From: ERUDICON Business Consultants

Date: 17th September 2020

REF: Year-end 31st December 2018 Financial Performance and Financial position
Analysis of Zambia Breweries.

As per your request, I have analyzed in depth the performance of your company in the
year ended 31st December 2018 and comparisons have been made with the prior year
2017 to establish precedence in the effectiveness of the strategies that have been
employed by management of the company. The various computations to aid in the
interpretations of financial indicators are attached in the appendix section.

Profitability

The profitability of the company was subject to an increase in revenue of 40.9%. This
increase may have been due to several reasons among them increase in prices,
production expansion or reduction in receivables.

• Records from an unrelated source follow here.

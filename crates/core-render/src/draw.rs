//! Clip-draw primitives.
//!
//! `RowPainter` is the exclusively-owned layout cursor for one row: it
//! borrows the view (column cursor + attribute coalescing state), the pane
//! writer, and the immutable option set for the duration of a single row
//! paint. Every primitive returns the viewport-full signal (`true` means
//! "no further cells fit on this row") which callers use to short-circuit
//! the rest of the column pipeline. That boolean is ordinary control flow,
//! never an error.
//!
//! Invariants:
//! * `view.col` only moves through `View::advance`, so it can never exceed
//!   `view.width + view.pos.col`.
//! * Attribute writes are coalesced: a style is emitted only when the kind
//!   changes and the row is not selected (selected rows keep the cursor
//!   style throughout).
//! * The truncation marker is one cell, styled as `Delimiter`, and only
//!   appended when at least one source cell was actually painted.

use crate::style::style_for;
use crate::writer::Pane;
use core_config::DisplayOptions;
use core_model::{LineKind, View};
use core_text::{EXPAND_CHUNK, clip, expand_tabs_chunk};

/// Blank run used by `draw_space`; padding is chunked through the normal
/// character path in runs of this size.
const SPACES: &str = "                    ";

pub struct RowPainter<'a> {
    pub(crate) view: &'a mut View,
    pub(crate) pane: &'a mut Pane,
    pub(crate) opts: &'a DisplayOptions,
    pub(crate) selected: bool,
}

impl<'a> RowPainter<'a> {
    pub fn new(
        view: &'a mut View,
        pane: &'a mut Pane,
        opts: &'a DisplayOptions,
        selected: bool,
    ) -> Self {
        Self {
            view,
            pane,
            opts,
            selected,
        }
    }

    pub fn view(&self) -> &View {
        self.view
    }

    pub fn opts(&self) -> &DisplayOptions {
        self.opts
    }

    /// Remaining column budget on this row.
    #[inline]
    pub fn max_len(&self) -> usize {
        self.view.max_len()
    }

    /// True once the row's column budget is spent.
    #[inline]
    pub fn is_full(&self) -> bool {
        self.view.max_len() == 0
    }

    pub(crate) fn set_attr(&mut self, kind: LineKind) {
        if !self.selected && self.view.curtype != kind {
            self.pane.set_style(style_for(kind));
            self.view.curtype = kind;
        }
    }

    /// Write up to `max_len` display columns of `text`, honoring the
    /// horizontal scroll skip, appending a `~` marker cell on truncation
    /// when `use_tilde` is set.
    pub fn draw_chars(&mut self, kind: LineKind, text: &str, max_len: usize, use_tilde: bool) -> bool {
        // Clamp to the live budget so chunked re-entry cannot overrun.
        let max_len = max_len.min(self.max_len());
        if max_len == 0 {
            return self.is_full();
        }

        let skip = self.view.pos.col.saturating_sub(self.view.col);
        let clipped = clip(text, skip, max_len, use_tilde, self.opts.tab_size);

        if !encodes_cleanly(self.opts, clipped.text) {
            // Fail closed: an unconvertible run stops the row rather than
            // corrupting the terminal buffer.
            return true;
        }

        let mut cols = clipped.cols;
        self.set_attr(kind);
        if !clipped.text.is_empty() {
            self.pane.print(clipped.text);
            if clipped.trimmed && use_tilde {
                self.set_attr(LineKind::Delimiter);
                self.pane.put_glyph('~');
                cols += 1;
            }
        }

        self.view.advance(cols);
        self.is_full()
    }

    /// Pad with blank cells, clamped to `max`.
    pub fn draw_space(&mut self, kind: LineKind, max: usize, spaces: usize) -> bool {
        let mut spaces = spaces.min(max);
        while spaces > 0 {
            let len = spaces.min(SPACES.len());
            if self.draw_chars(kind, &SPACES[..len], len, false) {
                return true;
            }
            spaces -= len;
        }
        self.is_full()
    }

    /// Expand tabs, then feed the expansion through `draw_chars` in bounded
    /// chunks until the string is consumed or the row fills.
    pub fn draw_text_expanded(
        &mut self,
        kind: LineKind,
        text: &str,
        max_len: usize,
        use_tilde: bool,
    ) -> bool {
        let mut rest = text;
        let mut scratch = String::new();
        loop {
            let consumed = expand_tabs_chunk(rest, self.opts.tab_size, &mut scratch, EXPAND_CHUNK);
            if self.draw_chars(kind, &scratch, max_len, use_tilde) {
                return true;
            }
            rest = &rest[consumed..];
            if rest.is_empty() {
                break;
            }
        }
        self.is_full()
    }

    /// Draw `text` into the remaining row budget with tab expansion and a
    /// truncation marker.
    pub fn draw_text(&mut self, kind: LineKind, text: &str) -> bool {
        self.draw_text_expanded(kind, text, self.max_len(), true)
    }

    /// Draw `text` with the first `overflow` columns in `kind` and the
    /// remainder restyled as `Overflow`. With `on` false this is plain
    /// `draw_text`.
    pub fn draw_text_overflow(
        &mut self,
        kind: LineKind,
        text: &str,
        on: bool,
        overflow: usize,
    ) -> bool {
        let mut text = text;
        let mut kind = kind;
        if on {
            let max = self.max_len().min(overflow);
            if self.draw_text_expanded(kind, text, max, max < overflow) {
                return true;
            }
            // Byte-offset split, nudged to the next char boundary.
            let mut cut = overflow.min(text.len());
            while cut < text.len() && !text.is_char_boundary(cut) {
                cut += 1;
            }
            text = &text[cut..];
            kind = LineKind::Overflow;
        }
        if !text.is_empty() && self.draw_text(kind, text) {
            return true;
        }
        self.is_full()
    }

    /// Format, then `draw_text`.
    pub fn draw_formatted(&mut self, kind: LineKind, args: std::fmt::Arguments<'_>) -> bool {
        let text = args.to_string();
        self.draw_text(kind, &text)
    }

    /// Write pre-shaped glyphs cell-by-cell, bypassing tab expansion and
    /// encoding conversion so line-drawing characters render correctly,
    /// particularly under the cursor highlight.
    pub fn draw_static(&mut self, kind: LineKind, glyphs: &[char], separator: bool) -> bool {
        let skip = self.view.pos.col.saturating_sub(self.view.col);
        let max = self.max_len();
        let size = glyphs.len().min(max);

        self.set_attr(kind);
        for glyph in glyphs.iter().take(size).skip(skip) {
            self.pane.put_glyph(*glyph);
        }

        self.view.advance(size);
        if separator {
            if size < max && skip <= size {
                self.pane.put_glyph(' ');
            }
            self.view.advance(1);
        }

        self.is_full()
    }
}

fn encodes_cleanly(opts: &DisplayOptions, text: &str) -> bool {
    match opts.encoding() {
        Some(enc) => {
            let (_, _, had_errors) = enc.encode(text);
            !had_errors
        }
        None => true,
    }
}
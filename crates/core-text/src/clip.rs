//! Skip/limit clipping for one run of text.
//!
//! `clip` answers the question every clip-draw primitive asks: given a
//! horizontal-scroll skip and a column budget, which byte range of this
//! string is actually painted, how many columns does the run consume, and
//! was anything cut off?
//!
//! Column accounting contract:
//! * The returned `cols` is measured in virtual coordinates: columns eaten
//!   by the skipped prefix are included. A caller maintaining a running
//!   column cursor adds `cols` and the next run's skip computation stays
//!   correct even when a run vanishes entirely into the scrolled-off
//!   region.
//! * When truncation occurs and `reserve_marker` is set, the fitted text is
//!   shrunk until one column of the budget remains free for the caller's
//!   truncation marker cell.
//! * Tabs advance to the next multiple of `tab_size` relative to the start
//!   of the run.

use crate::width::egc_width;
use unicode_segmentation::UnicodeSegmentation;

#[derive(Debug, Clone, Copy, PartialEq, Eq)]
pub struct Clip<'a> {
    /// Byte range of the input that should be painted.
    pub text: &'a str,
    /// Columns consumed in virtual coordinates (skipped prefix included,
    /// marker cell excluded).
    pub cols: usize,
    /// True when the input did not fit inside `skip + max_cols`.
    pub trimmed: bool,
}

fn grapheme_cols(egc: &str, col: usize, tab_size: usize) -> usize {
    if egc == "\t" {
        let tab = tab_size.max(1);
        tab - (col % tab)
    } else {
        egc_width(egc)
    }
}

/// Clip `text` to at most `max_cols` display columns after skipping the
/// first `skip` columns.
pub fn clip(text: &str, skip: usize, max_cols: usize, reserve_marker: bool, tab_size: usize) -> Clip<'_> {
    let mut cols = 0;
    let mut start = 0;
    let mut iter = text.grapheme_indices(true);

    // Skip phase: consume graphemes until `skip` columns are behind us. A
    // cluster straddling the boundary is dropped whole; its overshoot still
    // counts toward `cols` so the virtual cursor stays aligned.
    while cols < skip {
        match iter.next() {
            Some((idx, egc)) => {
                cols += grapheme_cols(egc, cols, tab_size);
                start = idx + egc.len();
            }
            None => {
                return Clip {
                    text: "",
                    cols,
                    trimmed: false,
                };
            }
        }
    }

    // Fit phase: accept graphemes while they stay inside the budget.
    let budget = skip + max_cols;
    let mut end = start;
    let mut fitted: Vec<(usize, usize)> = Vec::new(); // (start byte, cols) per cluster
    let mut trimmed = false;
    for (idx, egc) in iter {
        let w = grapheme_cols(egc, cols, tab_size);
        if cols + w > budget {
            trimmed = true;
            break;
        }
        fitted.push((idx, w));
        cols += w;
        end = idx + egc.len();
    }

    // Give back trailing clusters until the marker cell fits.
    if trimmed && reserve_marker {
        while cols + 1 > budget {
            match fitted.pop() {
                Some((idx, w)) => {
                    cols -= w;
                    end = idx;
                }
                None => break,
            }
        }
    }

    Clip {
        text: &text[start..end],
        cols,
        trimmed,
    }
}
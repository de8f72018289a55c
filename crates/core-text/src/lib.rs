//! Display-width text primitives for viewport rendering.
//!
//! Everything the renderer knows about text measurement lives here: how many
//! terminal cells a grapheme occupies, how much of a string fits in a column
//! budget after a horizontal-scroll skip, and how tabs expand against a tab
//! stop. The renderer above never touches `unicode_width` directly; all
//! width decisions flow through this crate so a future width-override table
//! has a single insertion point.
//!
//! Invariants:
//! * Widths are measured per grapheme cluster, never per `char`.
//! * Control characters (including bare `\t` outside the tab-aware paths)
//!   measure 0 cells.
//! * `clip` reports columns in *virtual* coordinates: the skipped prefix
//!   counts toward the result so a caller tracking a running column stays
//!   consistent across successive clipped runs.

pub mod clip;
pub mod expand;
pub mod width;

pub use clip::{Clip, clip};
pub use expand::{EXPAND_CHUNK, expand_tabs_chunk};
pub use width::{display_width, egc_width, width_max};
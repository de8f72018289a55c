//! Field layout engine.
//!
//! `draw_field` produces one aligned, fixed-width column cell; the typed
//! wrappers apply option-driven suppression and domain formatting before
//! delegating. The central layout invariant: every field consumes exactly
//! `width + 1` columns (the +1 reserves the mandatory single-space
//! separator), or less only when the viewport itself runs out. Shorter text
//! is padded, longer text is clipped (with a marker where the wrapper asks
//! for one), so column edges line up regardless of row content.

use crate::draw::RowPainter;
use crate::format::{
    DATE_SHORT_WIDTH, DATE_WIDTH, MODE_WIDTH, author_trim, format_author, format_date,
    format_file_size, format_mode,
};
use core_config::{AuthorDisplay, DateDisplay, FileSizeDisplay, FilenameDisplay, GraphicsMode};
use core_model::{Align, FileMode, LineKind, Timestamp};
use core_text::{display_width, width_max};

impl RowPainter<'_> {
    /// Draw one `width + 1`-column field. `None` text renders the whole
    /// reserved span as blank padding ("column present, value absent").
    pub fn draw_field(
        &mut self,
        kind: LineKind,
        text: Option<&str>,
        width: usize,
        align: Align,
        trim: bool,
    ) -> bool {
        let mut max = self.max_len().min(width + 1);
        let mut start = self.view.col;

        let Some(text) = text else {
            return self.draw_space(kind, max, max);
        };

        if align == Align::Right {
            let textlen = width_max(text, max);
            // Fail-soft: wide text in a narrow column makes this negative;
            // the pad is skipped and the clip below truncates.
            let leftpad = max as isize - textlen as isize - 1;
            if leftpad > 0 {
                let leftpad = leftpad as usize;
                if self.draw_space(kind, leftpad, leftpad) {
                    return true;
                }
                max -= leftpad;
                start += leftpad;
            }
        }

        self.draw_chars(kind, text, max.saturating_sub(1), trim)
            || self.draw_space(
                LineKind::Default,
                max.saturating_sub(self.view.col - start),
                max,
            )
    }

    pub fn draw_date(&mut self, date: Option<Timestamp>) -> bool {
        if self.opts.date == DateDisplay::No {
            return false;
        }
        let cols = if self.opts.date == DateDisplay::Short {
            DATE_SHORT_WIDTH
        } else {
            DATE_WIDTH
        };
        let text = date.and_then(|ts| format_date(ts, self.opts.date));
        self.draw_field(LineKind::Date, text.as_deref(), cols, Align::Left, false)
    }

    pub fn draw_author(&mut self, author: Option<&str>, width: usize) -> bool {
        if self.opts.author == AuthorDisplay::No {
            return false;
        }
        let trim = author_trim(width);
        let text = author.and_then(|name| format_author(name, width, self.opts.author));
        self.draw_field(LineKind::Author, text.as_deref(), width, Align::Left, trim)
    }

    /// Always-available id field for explicit per-column use.
    pub fn draw_id_custom(&mut self, kind: LineKind, id: Option<&str>, width: usize) -> bool {
        self.draw_field(kind, id, width, Align::Left, false)
    }

    /// Option-gated id field with the default width policy.
    pub fn draw_id(&mut self, id: Option<&str>) -> bool {
        if !self.opts.show_id {
            return false;
        }
        let width = self.opts.id_width;
        self.draw_id_custom(LineKind::Id, id, width)
    }

    pub fn draw_filename(
        &mut self,
        file_name: Option<&str>,
        auto_enabled: bool,
        mode: Option<FileMode>,
        width: usize,
    ) -> bool {
        if self.opts.filename == FilenameDisplay::No {
            return false;
        }
        if self.opts.filename == FilenameDisplay::Auto && !auto_enabled {
            return false;
        }
        let trim = file_name.is_some_and(|name| display_width(name) >= width);
        let kind = if mode.is_some_and(FileMode::is_dir) {
            LineKind::Directory
        } else {
            LineKind::File
        };
        self.draw_field(kind, file_name, width, Align::Left, trim)
    }

    /// `pad` reserves the span without a value (directories have no size).
    pub fn draw_file_size(&mut self, size: u64, width: usize, pad: bool) -> bool {
        if width == 0 || self.opts.file_size == FileSizeDisplay::No {
            return false;
        }
        let text = if pad {
            None
        } else {
            format_file_size(size, self.opts.file_size)
        };
        self.draw_field(
            LineKind::FileSize,
            text.as_deref(),
            width,
            Align::Right,
            false,
        )
    }

    pub fn draw_mode(&mut self, mode: Option<FileMode>) -> bool {
        let text = mode.map(format_mode);
        self.draw_field(
            LineKind::Mode,
            text.as_deref(),
            MODE_WIDTH,
            Align::Left,
            false,
        )
    }

    /// Line-number cell: a formatted number on the first line and every
    /// `interval`-th line, blank padding of the same width otherwise,
    /// always followed by a one-cell separator glyph.
    pub fn draw_lineno_custom(&mut self, lineno: usize, show: bool, interval: usize) -> bool {
        if !show {
            return false;
        }
        let interval = interval.max(1);
        let digits = self.view.digits.max(3);
        let max = self.max_len().min(digits);
        let separator = if self.opts.graphics == GraphicsMode::Ascii {
            '|'
        } else {
            '│'
        };

        let text = if lineno == 1 || lineno % interval == 0 {
            if self.view.digits <= 9 {
                Some(format!("{lineno:0digits$}"))
            } else {
                Some(lineno.to_string())
            }
        } else {
            None
        };
        match text {
            Some(text) => {
                self.draw_chars(LineKind::LineNumber, &text, max, true);
            }
            None => {
                self.draw_space(LineKind::LineNumber, max, digits);
            }
        }
        self.draw_static(LineKind::Default, &[separator], true)
    }

    /// 1-based absolute line number for a 0-based viewport row.
    pub fn draw_lineno(&mut self, row: usize) -> bool {
        let lineno = row + self.view.pos.offset + 1;
        self.draw_lineno_custom(
            lineno,
            self.opts.show_line_numbers,
            self.opts.line_number_interval,
        )
    }

    /// Commit title, restyled past the configured overflow budget.
    pub fn draw_commit_title(&mut self, title: &str) -> bool {
        let overflow = self.opts.title_overflow;
        self.draw_text_overflow(LineKind::CommitTitle, title, overflow > 0, overflow)
    }
}
//! Column dispatcher and the row-source seam.
//!
//! `RowSource` is the polymorphic collaborator that owns the materialized
//! line buffer and produces per-row field values; the renderer only ever
//! sees it through this trait. `view_columns_draw` walks the view's column
//! descriptors in order and invokes the matching field or graph operation,
//! stopping at the first component that reports the viewport full; later
//! columns are simply clipped, which is not an error.
//!
//! A row source that cannot produce column values aborts the row: the
//! dispatcher reports viewport-full so the scheduler treats the row as
//! unrenderable for this pass.

use crate::draw::RowPainter;
use crate::writer::Pane;
use core_config::DisplayOptions;
use core_model::{ColumnKind, ColumnValues, Line, LineKind, View};

pub trait RowSource {
    /// Number of materialized rows.
    fn line_count(&self) -> usize;

    fn line(&self, index: usize) -> Option<&Line>;

    fn line_mut(&mut self, index: usize) -> Option<&mut Line>;

    /// Populate the column-value bundle for one row. `None` means the row
    /// cannot be rendered this pass.
    fn columns(&self, index: usize) -> Option<ColumnValues<'_>>;

    /// Notification hook invoked when a row becomes the selected row.
    fn select(&mut self, _index: usize) {}

    /// Per-row paint; the default is the column dispatcher.
    fn draw(
        &mut self,
        view: &mut View,
        pane: &mut Pane,
        opts: &DisplayOptions,
        index: usize,
        row: usize,
    ) -> bool {
        view_columns_draw(self, view, pane, opts, index, row)
    }
}

/// Draw one row by walking the view's configured columns in order.
pub fn view_columns_draw<S: RowSource + ?Sized>(
    source: &S,
    view: &mut View,
    pane: &mut Pane,
    opts: &DisplayOptions,
    index: usize,
    row: usize,
) -> bool {
    let Some(line) = source.line(index) else {
        return true;
    };
    let line_kind = line.kind;
    let selected = line.is_selected();

    let Some(values) = source.columns(index) else {
        return true;
    };

    // Descriptor list and computed widths are snapshotted so the painter
    // can hold the view mutably for the rest of the row.
    let columns: Vec<_> = view
        .columns()
        .iter()
        .zip(view.columns_info.iter())
        .map(|(desc, info)| (desc.kind, desc.align, info.width))
        .collect();

    let mut p = RowPainter::new(view, pane, opts, selected);
    for (kind, align, width) in columns {
        let full = match kind {
            ColumnKind::Date => p.draw_date(values.date),
            ColumnKind::Author => {
                let width = if opts.author_width > 0 {
                    opts.author_width
                } else {
                    width
                };
                p.draw_author(values.author, width)
            }
            ColumnKind::Ref => {
                let badge_kind = match values.commit_ref {
                    Some(r) if r.valid => LineKind::from_ref(r),
                    _ => LineKind::Default,
                };
                let name = values.commit_ref.map(|r| r.name.as_str());
                p.draw_field(badge_kind, name, width, align, false)
            }
            ColumnKind::Id => {
                if width == 0 {
                    p.draw_id(values.id)
                } else if opts.show_id {
                    p.draw_id_custom(LineKind::Id, values.id, width)
                } else {
                    false
                }
            }
            ColumnKind::LineNumber => p.draw_lineno(row),
            ColumnKind::Mode => p.draw_mode(values.mode),
            ColumnKind::FileSize => p.draw_file_size(
                values.file_size.unwrap_or(0),
                width,
                values.mode.is_none_or(|mode| mode.is_dir()),
            ),
            ColumnKind::CommitTitle => {
                if let Some(canvas) = values.graph {
                    if p.draw_graph(canvas) {
                        return true;
                    }
                }
                if let Some(refs) = values.refs {
                    if p.draw_refs(refs) {
                        return true;
                    }
                }
                p.draw_commit_title(values.commit_title.unwrap_or(""))
            }
            ColumnKind::FileName => {
                let width = if opts.filename_width > 0 {
                    opts.filename_width
                } else {
                    width
                };
                p.draw_filename(values.file_name, true, values.mode, width)
            }
            ColumnKind::Text => p.draw_text(line_kind, values.text.unwrap_or("")),
        };
        if full {
            return true;
        }
    }

    true
}

impl RowPainter<'_> {
    /// Ref badges: `[name]` per ref followed by one blank cell; skipped
    /// entirely when ref display is off or the list is empty.
    pub fn draw_refs(&mut self, refs: &[core_model::Ref]) -> bool {
        if !self.opts().show_refs || refs.is_empty() {
            return false;
        }
        for r in refs {
            let kind = LineKind::from_ref(r);
            if self.draw_formatted(kind, format_args!("[{}]", r.name)) {
                return true;
            }
            if self.draw_text(LineKind::Default, " ") {
                return true;
            }
        }
        false
    }
}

Management should be quick to
determine which among these factors is applicable for strategic planning purposes.
Further, the gross profit margin exhibited an increase of 46% signifying that the
company was managing its pricing policy well. Increase in gross profit percentage may
be due to increase in selling prices not matched by an increase in purchase prices. The
operating profit increased tremendously by 339% which means that the company was
able to meet its expenses much more effectively without much difficulty. The on capital
employed increased gigantically from 26% in 2017 to 116% in 2018. Return on net
assets seeks to assess the effectiveness of management in generating profit from the
assets at its disposal. The company was effectively utilizing its assets in profit
generation. Lastly, the net profit showed an extraordinary spike of 559% increase in
2018. The company’s overall profitability exhibited a positive increasing trend which
resonates well with its ability to pay dividends to its shareholders, to meet interest
payments on long term borrowings intended to be obtained as well as settling its tax
obligations without difficulty.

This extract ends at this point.